# WHAT THIS TASK INVOLVES:
What you return should be the lines from the first line of the records below through the line holding "use crate::error::ObserverError;", unchanged.

# DATA TO PROCESS:
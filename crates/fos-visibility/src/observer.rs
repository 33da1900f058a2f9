//! Visibility observer
//!
//! Owns the signal sources of one element and starts/stops them
//! together. All state lives in the [`AggregationEngine`] behind a
//! [`SignalSink`].

use std::fmt;
use std::rc::Rc;

use fos_dom::NodeId;

use crate::compat::resolve_visibility_api_names;
use crate::config::VisibilityObserverOptions;
use crate::engine::{AggregationEngine, SignalSink};
use crate::error::ObserverError;
use crate::host::Environment;
use crate::signals::{
    FocusSignal, IntersectionSignal, MutationSignal, StyleVisibilityChecker, TabVisibilitySignal,
};
use crate::state::SignalState;

/// Lifecycle state
#[derive(Debug, Clone, Copy, PartialEq, Eq)]
pub enum Lifecycle {
    Idle,
    Observing,
}

/// Observes whether one element is visible to the user
///
/// Dropping the observer stops observation.
pub struct VisibilityObserver {
    target: NodeId,
    sink: SignalSink,
    style: Rc<StyleVisibilityChecker>,
    focus: FocusSignal,
    tab: TabVisibilitySignal,
    intersection: IntersectionSignal,
    mutation: MutationSignal,
    lifecycle: Lifecycle,
}

impl VisibilityObserver {
    /// Build an observer for `options.element`. Starts observing right
    /// away unless `settings.observe` is false.
    pub fn new(options: VisibilityObserverOptions, env: &Environment) -> Result<Self, ObserverError> {
        let target = options.element.clone().ok_or(ObserverError::MissingTarget)?.single()?;
        options.settings.validate()?;
        let names = resolve_visibility_api_names(env.document.visibility_capabilities())?;

        let sink = SignalSink::new(
            AggregationEngine::new(target, options.settings.log),
            options.callback.clone(),
        );
        let style = Rc::new(StyleVisibilityChecker::new(target, Rc::clone(&env.style)));
        let intersection = IntersectionSignal::new(
            target,
            &*env.intersection,
            options.intersection_init(),
            &sink,
        )?;
        let mutation = MutationSignal::new(target, &*env.mutation, Rc::clone(&style), &sink);

        let mut observer = Self {
            target,
            sink,
            style,
            focus: FocusSignal::new(Rc::clone(&env.document)),
            tab: TabVisibilitySignal::new(Rc::clone(&env.document), names),
            intersection,
            mutation,
            lifecycle: Lifecycle::Idle,
        };

        if options.settings.observe {
            observer.start_observe();
        }
        Ok(observer)
    }

    /// Start all signal sources. Returns false if already observing.
    pub fn start_observe(&mut self) -> bool {
        if self.lifecycle == Lifecycle::Observing {
            return false;
        }

        self.sink.open();
        self.style.refresh(&self.sink);
        self.focus.subscribe(&self.sink);
        self.tab.subscribe(&self.sink);
        self.intersection.start(&self.sink);
        self.mutation.start();

        self.lifecycle = Lifecycle::Observing;
        tracing::debug!(element = %self.target, "Started visibility observation");
        true
    }

    /// Stop all signal sources, including mutation observation.
    /// Returns false if already idle.
    pub fn stop_observe(&mut self) -> bool {
        if self.lifecycle == Lifecycle::Idle {
            return false;
        }

        self.focus.unsubscribe();
        self.tab.unsubscribe();
        self.intersection.stop();
        self.mutation.stop();
        self.sink.close();

        self.lifecycle = Lifecycle::Idle;
        tracing::debug!(element = %self.target, "Stopped visibility observation");
        true
    }

    pub fn target(&self) -> NodeId {
        self.target
    }

    pub fn lifecycle(&self) -> Lifecycle {
        self.lifecycle
    }

    pub fn is_observing(&self) -> bool {
        self.lifecycle == Lifecycle::Observing
    }

    /// Last emitted verdict; None before the first evaluation
    pub fn verdict(&self) -> Option<bool> {
        self.sink.verdict()
    }

    pub fn signal_state(&self) -> SignalState {
        self.sink.state()
    }
}

impl Drop for VisibilityObserver {
    fn drop(&mut self) {
        self.stop_observe();
    }
}

impl fmt::Debug for VisibilityObserver {
    fn fmt(&self, f: &mut fmt::Formatter<'_>) -> fmt::Result {
        f.debug_struct("VisibilityObserver")
            .field("target", &self.target)
            .field("lifecycle", &self.lifecycle)
            .field("sink", &self.sink)
            .finish_non_exhaustive()
    }
}
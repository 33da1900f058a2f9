//! fOS CSS - Inline Style & Computed Values
//!
//! Parses `style` attributes and resolves the computed values of the
//! properties that decide whether an element is painted.

mod parser;
mod cascade;

pub use parser::CssParser;
pub use cascade::StyleResolver;

/// Parse the contents of a `style` attribute
pub fn parse_inline_style(css: &str) -> Result<Vec<Declaration>, CssError> {
    CssParser::new().parse_declarations(css)
}

/// CSS declaration (property: value)
#[derive(Debug, Clone, PartialEq, Eq)]
pub struct Declaration {
    /// Lowercase property name
    pub property: String,
    /// Serialized value, without `!important`
    pub value: String,
    pub important: bool,
}

/// CSS parsing error
#[derive(Debug, thiserror::Error)]
pub enum CssError {
    #[error("Parse error at line {line}: {message}")]
    ParseError { line: u32, message: String },
}
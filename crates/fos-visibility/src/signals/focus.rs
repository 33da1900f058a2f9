//! Window focus signal

use std::rc::Rc;

use crate::engine::SignalSink;
use crate::host::{DocumentHost, EventListener, ListenerId};
use crate::state::Signal;

const FOCUS_EVENTS: [&str; 2] = ["focus", "blur"];

/// Tracks `document.hasFocus()` through window focus/blur events
pub(crate) struct FocusSignal {
    document: Rc<dyn DocumentHost>,
    listeners: Vec<(&'static str, ListenerId)>,
}

impl FocusSignal {
    pub(crate) fn new(document: Rc<dyn DocumentHost>) -> Self {
        Self { document, listeners: Vec::new() }
    }

    pub(crate) fn probe(&self) -> bool {
        self.document.has_focus()
    }

    /// Listen for focus changes, then record the current focus
    pub(crate) fn subscribe(&mut self, sink: &SignalSink) {
        if self.is_subscribed() {
            return;
        }

        let listener: EventListener = {
            let document = Rc::clone(&self.document);
            let sink = sink.clone();
            Rc::new(move || {
                sink.record(Signal::DocumentFocused, document.has_focus());
                sink.evaluate();
            })
        };

        for event in FOCUS_EVENTS {
            let id = self.document.add_event_listener(event, Rc::clone(&listener));
            self.listeners.push((event, id));
        }
        sink.record(Signal::DocumentFocused, self.probe());
    }

    pub(crate) fn unsubscribe(&mut self) {
        for (event, id) in self.listeners.drain(..) {
            if !self.document.remove_event_listener(event, id) {
                tracing::debug!(event, id, "Focus listener was already gone");
            }
        }
    }

    pub(crate) fn is_subscribed(&self) -> bool {
        !self.listeners.is_empty()
    }
}
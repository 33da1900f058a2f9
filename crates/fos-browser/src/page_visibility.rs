//! Page Visibility API
//!
//! Track document visibility state.

use fos_visibility::VisibilityCapabilities;

/// Visibility state
#[derive(Debug, Clone, Copy, PartialEq, Eq, Default)]
pub enum VisibilityState {
    #[default]
    Visible,
    Hidden,
}

impl VisibilityState {
    pub fn as_str(self) -> &'static str {
        match self {
            VisibilityState::Visible => "visible",
            VisibilityState::Hidden => "hidden",
        }
    }
}

/// Which flavour of the page visibility API the page exposes
#[derive(Debug, Clone, Copy, PartialEq, Eq, Default)]
pub enum VisibilityVendor {
    #[default]
    Standard,
    Moz,
    Ms,
    Webkit,
    /// No page visibility API at all
    Unsupported,
}

impl VisibilityVendor {
    pub fn capabilities(self) -> VisibilityCapabilities {
        let mut caps = VisibilityCapabilities::default();
        match self {
            VisibilityVendor::Standard => caps.hidden = true,
            VisibilityVendor::Moz => caps.moz_hidden = true,
            VisibilityVendor::Ms => caps.ms_hidden = true,
            VisibilityVendor::Webkit => caps.webkit_hidden = true,
            VisibilityVendor::Unsupported => {}
        }
        caps
    }

    /// Name of the boolean `hidden` property
    pub fn hidden_property(self) -> Option<&'static str> {
        match self {
            VisibilityVendor::Standard => Some("hidden"),
            VisibilityVendor::Moz => Some("mozHidden"),
            VisibilityVendor::Ms => Some("msHidden"),
            VisibilityVendor::Webkit => Some("webkitHidden"),
            VisibilityVendor::Unsupported => None,
        }
    }
}

/// Document visibility
#[derive(Debug, Default)]
pub struct DocumentVisibility {
    state: VisibilityState,
}

impl DocumentVisibility {
    pub fn new() -> Self {
        Self::default()
    }

    /// Get current visibility state
    pub fn visibility_state(&self) -> VisibilityState {
        self.state
    }

    /// Check if document is hidden
    pub fn is_hidden(&self) -> bool {
        self.state == VisibilityState::Hidden
    }

    /// Set visibility state. Returns whether it changed.
    pub fn set_state(&mut self, state: VisibilityState) -> bool {
        if self.state == state {
            return false;
        }
        self.state = state;
        true
    }
}
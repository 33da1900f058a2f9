//! Window event listeners

use std::rc::Rc;

use fos_visibility::host::{EventListener, ListenerId};

/// Listeners keyed by event name, in registration order
#[derive(Default)]
pub struct EventRegistry {
    next_id: ListenerId,
    listeners: Vec<(String, ListenerId, EventListener)>,
}

impl EventRegistry {
    pub fn add(&mut self, event: &str, listener: EventListener) -> ListenerId {
        self.next_id += 1;
        self.listeners.push((event.to_string(), self.next_id, listener));
        self.next_id
    }

    pub fn remove(&mut self, event: &str, id: ListenerId) -> bool {
        let before = self.listeners.len();
        self.listeners.retain(|(name, lid, _)| !(name == event && *lid == id));
        self.listeners.len() != before
    }

    /// Snapshot of the listeners for `event`; dispatch runs on the
    /// snapshot so listeners may add or remove listeners.
    pub fn listeners_for(&self, event: &str) -> Vec<EventListener> {
        self.listeners
            .iter()
            .filter(|(name, _, _)| name == event)
            .map(|(_, _, listener)| Rc::clone(listener))
            .collect()
    }

    pub fn len(&self) -> usize {
        self.listeners.len()
    }
}
//! Viewport intersection signal

use std::rc::Rc;

use fos_dom::{DomError, IntersectionObserverEntry, IntersectionObserverInit, NodeId};

use crate::engine::SignalSink;
use crate::host::{IntersectionCallback, IntersectionHandle, IntersectionService};
use crate::state::Signal;

/// Tracks whether the target intersects the configured root
pub(crate) struct IntersectionSignal {
    target: NodeId,
    handle: Box<dyn IntersectionHandle>,
    observing: bool,
}

impl IntersectionSignal {
    pub(crate) fn new(
        target: NodeId,
        service: &dyn IntersectionService,
        init: IntersectionObserverInit,
        sink: &SignalSink,
    ) -> Result<Self, DomError> {
        let callback: IntersectionCallback = {
            let sink = sink.clone();
            Rc::new(move |entries: &[IntersectionObserverEntry]| {
                // Only the newest entry for the target matters
                match entries.iter().rev().find(|e| e.target == target) {
                    Some(latest) => sink.record(Signal::ViewportIntersecting, latest.is_intersecting),
                    None => tracing::trace!(element = %target, "Intersection batch without target entry"),
                }
                sink.evaluate();
            })
        };

        let handle = service.create_intersection_observer(init, callback)?;
        Ok(Self { target, handle, observing: false })
    }

    /// Reset to not intersecting and observe; the host reports the
    /// real value on its next intersection pass.
    pub(crate) fn start(&mut self, sink: &SignalSink) {
        if self.observing {
            return;
        }
        sink.record(Signal::ViewportIntersecting, false);
        self.handle.observe(self.target);
        self.observing = true;
    }

    pub(crate) fn stop(&mut self) {
        if !self.observing {
            return;
        }
        self.handle.unobserve(self.target);
        self.observing = false;
    }
}

impl Drop for IntersectionSignal {
    fn drop(&mut self) {
        self.handle.disconnect();
    }
}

# THE ANSWER:
filename crates/fos-visibility/src/observer.rs
repository 33da1900f058a2f9
//! Visibility observer
//!
//! Owns the signal sources of one element and starts/stops them
//! together. All state lives in the [`AggregationEngine`] behind a
//! [`SignalSink`].

use std::fmt;
use std::rc::Rc;

use fos_dom::NodeId;

use crate::compat::resolve_visibility_api_names;
use crate::config::VisibilityObserverOptions;
use crate::engine::{AggregationEngine, SignalSink};
use crate::error::ObserverError;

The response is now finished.